In the silence that follows, a bell tolls in the distance.
It feels as if all of Siena breathes with us, keeping time to a profane song turned litany.
Siena slowly dissolves into the sunset.
The bells of San Domenico toll low and slow, and the company scatters like after a profane Mass: Camila and Lorenzo walking off laughing toward the Fortress, where the Magnificent’s shadow merges with that of the cypresses; Salimbene lingering behind, jotting notes in tiny script — perhaps an impossible chronicle, or a prayer for the living.
I remain alone, walking slowly, still trying to understand what I’ve learned.
I descend through narrow alleys, following the city’s warm breath. I reach Via di Salicotto, in the Contrada della Torre.
The windows are shuttered, but the scent of bread and smoke seeps through the cracks — Siena, as always, keeps something medieval even in its dreams.
There, leaning against a wall, stands a young man. His jacket is worn, a red scarf tied at his throat, his gaze a mix of fire and gentleness. He looks at me as if he’s been waiting a long time.

“Are you the traveller among the dead?” he asks.
“Maybe,” I say. “And who are you?”
He smiles. “My name is Bruno Fanciullacci. Partisan. I stayed here, halfway between escape and legend.”
We sit on a stone step. The wind carries a scent of iron and ripe grapes.
“I’ve read about you,” I say. “You killed Giovanni Gentile.”
“Yes. But that’s not what I want to talk about.”
He lights a cigarette he doesn’t really smoke — just to have some smoke to look at.
“Let’s talk about freedom. The real kind, not the kind carved on monuments.”
I nod. “I’m listening.”
“Anarchy,” he says, “isn’t chaos. It’s trust. It’s believing that human beings can live together without masters, if they learn to have conscience.”
“It’s hard,” I say.
“I know. So is love. And yet no one stops searching for it.”
We walk together to the bus stop.
The sky has turned violet. The hills around Siena seem to burn in silence.
We board an old bus bound for Florence: the seats smell of plastic and nostalgia. Bruno sits beside me, his gaze lost in the reflections of the window.
“I won’t go past the Fortress,” he says. “Every ghost has its border. But play me something before I leave.”
I smile. I take out my phone, put on my headphones, and let Zombie by the Cranberries fill the bus.
The notes mingle with the hum of the engine, the low voices of passengers — and for a moment, it feels as if everything — the living and the dead, history and dream — breathes in the same rhythm.

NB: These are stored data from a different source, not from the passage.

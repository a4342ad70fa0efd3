pub mod context;
pub mod rbac;
pub mod session;
pub mod signal;

pub use context::{AuthState, UserContext};
pub use rbac::{authorize, can, Action, Ownership, Role};
pub use session::{Session, SessionStore};
pub use signal::{AuthRejectedListener, AuthSignal};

When I arrive in Florence, it’s night.
The city sleeps, but its stones remember.
I walk to the Medici Chapels — the door closed, the marble reflecting the moon. I place my phone on the ground and play Zombie again. The first notes bounce between the columns, like a secret invocation.
And then it happens.
The mummies of the Medici reply — with Dreams. Dolores’s voice rises, clear, young, immortal. A choir of ghosts sings with her, and the Florentine night becomes a cathedral of sound.
I laugh, a lump in my throat.
“This,” I murmur, “is the work of the living.”